Actually, a lot of people don’t even take advantage of their savings account, let alone have one. This realization baffled me.
How can people not put money into a savings account? What happens if there is an emergency? How do people end up affording big purchase items such as a house or car? Do people just have all their money in a checkings account, or do they spend it right away? I discovered that the answer to this question varies, but one pattern stuck out the most.
Many people who don’t currently save money simply don’t know how.
Realistically, it’s hard to save money when it feels like you’re barely getting by. This is why my mindset differs from a majority of people. If at the end of the month I only have $100 left over after paying my bills, I still put that $100 into my savings account. I personally aim to save as much as I can each and every month.
However, my saving habits didn’t happen overnight. Like most people new to savings, I started my money saving journey by putting myself on a rather strict budget.
Before I settled into a budget that worked for me, I tried other outlets such as using budget apps to track all my spending or documenting everything on an excel sheet. None of that worked for me. It all felt too tedious and overwhelming.
Instead, I laid out all my income and expenses and picked a realistic number that I could save each month, and I stuck to it. Sometimes that number was more because of overtime work, but I never saved any less than the number I set for myself. And guess what, this worked for me.
By saving money like this, I was able to pay off my student loan debt in two years, and I saved enough money to comfortably start a business without it hurting my wallet.
How can you save money each month? It starts with a budget. If the reason you haven’t started saving money before was that you didn’t have much money left over after paying your bills, or because you live a paycheck to paycheck lifestyle, a budget will help make space for savings.
The most important part in all of this is to decide you’re going to create a monthly budget and stick to it. I guarantee if you stick to your budget goals your savings will grow in no time and so will your peace of mind.
Here is how to create a monthly budget in order to kickstart your savings.
- How to Start a Budget You Actually Stick To
- A 7 Step Guide to Create an Easy Budget to Follow
- 3 Flexible Money Saving Challenges Anyone Can Do
The following information is based on the items found in our Free Budgeting Template, which is ready for immediate download and PDF fillable use!
1. Total Monthly Income
Your total monthly income is all the money you bring home in a single month. This includes your full-time job, any part-time jobs, income from a side hustle, and government-based checks. This step is the base of your budget, which will lead to the ultimate amount you can save each month.

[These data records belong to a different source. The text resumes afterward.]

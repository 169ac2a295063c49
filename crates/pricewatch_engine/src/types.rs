use std::fmt;

use crate::wire::ScheduleResponse;

pub type RequestId = u64;

/// Builder task the schedule is requested for.
#[derive(Debug, Clone, PartialEq, Eq)]
pub struct TaskRequest {
    pub task_name: String,
    pub task_key: String,
}

#[derive(Debug, Clone, PartialEq, Eq)]
pub enum EngineEvent {
    /// A schedule request settled. Cancelled requests produce no event.
    ScheduleFetched {
        request_id: RequestId,
        result: Result<ScheduleResponse, FetchError>,
    },
    /// The repeating poll timer ticked.
    TimerFired,
}

#[derive(Debug, Clone, PartialEq, Eq, thiserror::Error)]
#[error("{kind}: {message}")]
pub struct FetchError {
    pub kind: FailureKind,
    pub message: String,
}

impl FetchError {
    pub(crate) fn new(kind: FailureKind, message: impl Into<String>) -> Self {
        Self {
            kind,
            message: message.into(),
        }
    }
}

#[derive(Debug, Clone, PartialEq, Eq)]
pub enum FailureKind {
    InvalidUrl,
    HttpStatus(u16),
    Timeout,
    Decode,
    Network,
}

impl fmt::Display for FailureKind {
    fn fmt(&self, f: &mut fmt::Formatter<'_>) -> fmt::Result {
        match self {
            FailureKind::InvalidUrl => write!(f, "invalid url"),
            FailureKind::HttpStatus(code) => write!(f, "http status {code}"),
            FailureKind::Timeout => write!(f, "timeout"),
            FailureKind::Decode => write!(f, "undecodable response"),
            FailureKind::Network => write!(f, "network error"),
        }
    }
}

Because of this, it’s important to be honest about the amount of money you make. If at times you are uncertain about how much you make in a month, don’t overshoot it. It helps to be conservative. For salary workers, it’s easier to know an almost exact number of your income. For us hourly workers, there is more of a guess factor. Just make sure the guess is accurate and realistic.
2. Monthly Bills/Debt
Compile a list of all your monthly bills and debt. When listing all your bills/debt, it’s vital to remember everything. To make this easier, check your bank statements from the past few months as a reminder of what reoccurring bills you have.
Here is a list of potential monthly bills:
- Car loans
- Credit card debt
- Student loans
- Phone bills
3. Additional Expenses
List all additional expenses including costs such as gas, groceries, and entertainment. To be clear, entertainment is a broad section that includes dates, going to the movies, eating out, trips to amusement parks, and so much more. Also, the additional expenses category is a good place to add any charitable or church donations, such as tithing.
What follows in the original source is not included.